Date: 10/29/20 2:25 pm
From: Carol Yarnell <yarnellcarol1219...>
Subject: Re: [VTBIRD] VTBIRD Digest - 26 Oct 2020 to 27 Oct 2020 (#2020-293)
Re: Where to buy birdseed. I was in the St. Albans Coop today and there
was an ad for a sale on 40# back oil sunflower seed bags for $15 next
week. They were $19.99 today. I bought a few bags for $18.99 at Guy's
Farm and Yard in St. Albans yesterday.
Carol Yarnell
Alburgh

On Wed, Oct 28, 2020 at 12:00 AM VTBIRD automatic digest system <
<LISTSERV...> wrote:

> There are 7 messages totaling 219 lines in this issue.
>
> Topics of the day:
>
> 1. Bulk bird seed
> 2. Evening grosbeaks cleaning their teeth?(tooth)
> 3. Buffleheads
> 4. October 27, 2020: Coyote Hollow, Thetford Center
> 5. Snow Buntings at Shelburne Bay (3)
>
> ----------------------------------------------------------------------
>
> Date: Tue, 27 Oct 2020 06:52:51 -0400
> From: Maeve Kim <maevulus...>
> Subject: Re: Bulk bird seed
>
> We get Poulin seed, which comes in very sturdy bags with great bird
> pictures on them - and none end up in the landfill. A neighbor wants all
> the bags we can give her. She makes handsome totes (reusable shopping bags)

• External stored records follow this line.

//! HTTP host surface standing in for the mobile plugin runtime.
//!
//! - [`routes`]: one route per host method, rejection mapping
//! - [`streaming`]: SSE stream of download progress and outcome

pub mod routes;
pub mod streaming;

> and has just branched out into making firewood carriers. COVID has slowed
> down her sales at craft fairs, but she’s building up an inventory for
> whenever the pandemic is over.
> Maeve Kim, Jericho Center
>
> > On Oct 26, 2020, at 5:52 PM, Bob Phillips <155bphillips...>
> wrote:
> >
> > Aubuchon has the 40 pound bags too.
> >
> > On Mon, Oct 26, 2020 at 8:58 AM Victoria Arthur <singtolive57...>
> > wrote:
> >
> >> Is there a Tractor Supply anywhere near you? We get 40 lb bags there at
> a
> >> good price, (black oil) and reuse the bags over and over again to store
> >> our recyclables until it's time to go to the transfer station.
> >>
> >> On Mon, Oct 26, 2020 at 8:08 AM JJ Allen <jjapple88...> wrote:
> >>
> >>> Wondering if anyone out there knows of a place in Northern Vermont that
> >>> sells Sunflower seed (or other bird seed) in Bulk? I’m having a hard
> >> time
> >>> buying more !*”! plastic bags to be tossed in the landfill.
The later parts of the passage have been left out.